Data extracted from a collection
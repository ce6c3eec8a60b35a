//! Donut chart dataset and widget lifecycle.

use crate::view::format_percentage;

/// Slice labels in dataset order.
pub const SLICE_LABELS: [&str; 2] = ["Fraud", "Legitimate"];
/// Slice fill colors in dataset order.
pub const SLICE_COLORS: [&str; 2] = ["#ef4444", "#10b981"];
/// Hole diameter of the donut, in the form the chart library expects.
pub const CUTOUT: &str = "70%";

/// Slice values for the risk donut, as unit-interval fractions in
/// [`SLICE_LABELS`] order.
#[derive(Debug, Clone, PartialEq)]
pub struct DonutSpec {
    pub values: [f64; 2],
}

impl DonutSpec {
    /// Split a probability into the fraud and legitimate slices. The
    /// legitimate share is floored at zero.
    pub fn for_probability(fraud: f64) -> Self {
        Self {
            values: [fraud, (1.0 - fraud).max(0.0)],
        }
    }
}

/// Tooltip line for one slice.
pub fn tooltip_label(label: &str, fraction: f64) -> String {
    format!("{label}: {}", format_percentage(fraction))
}

/// Handle to a live donut widget. `update` redraws the slices in place and
/// `destroy` releases the widget's resources; a destroyed instance must not
/// be touched again.
pub trait DonutRenderer {
    fn update(&self, spec: &DonutSpec);
    fn destroy(&self);
}

/// Owner of at most one live chart instance.
///
/// The first render creates the instance and later renders update it in
/// place. [`ChartSlot::clear`] destroys it, so the next render starts from a
/// fresh widget.
pub struct ChartSlot<R> {
    live: Option<R>,
}

impl<R> Default for ChartSlot<R> {
    fn default() -> Self {
        Self { live: None }
    }
}

impl<R: DonutRenderer> ChartSlot<R> {
    /// Render the given slices, creating the widget through `create` when
    /// none is live yet. `create` may decline (for example when the target
    /// canvas is not in the document), leaving the slot empty.
    pub fn render_with<F>(&mut self, spec: &DonutSpec, create: F)
    where
        F: FnOnce(&DonutSpec) -> Option<R>,
    {
        if let Some(chart) = &self.live {
            chart.update(spec);
            return;
        }
        self.live = create(spec);
    }

    /// Destroy the live widget, if any.
    pub fn clear(&mut self) {
        if let Some(chart) = self.live.take() {
            chart.destroy();
        }
    }

    pub fn is_live(&self) -> bool {
        self.live.is_some()
    }
}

DIRECTIONS
Please give the number of lines above containing "Option" and nothing else.

ANSWER SECTION
2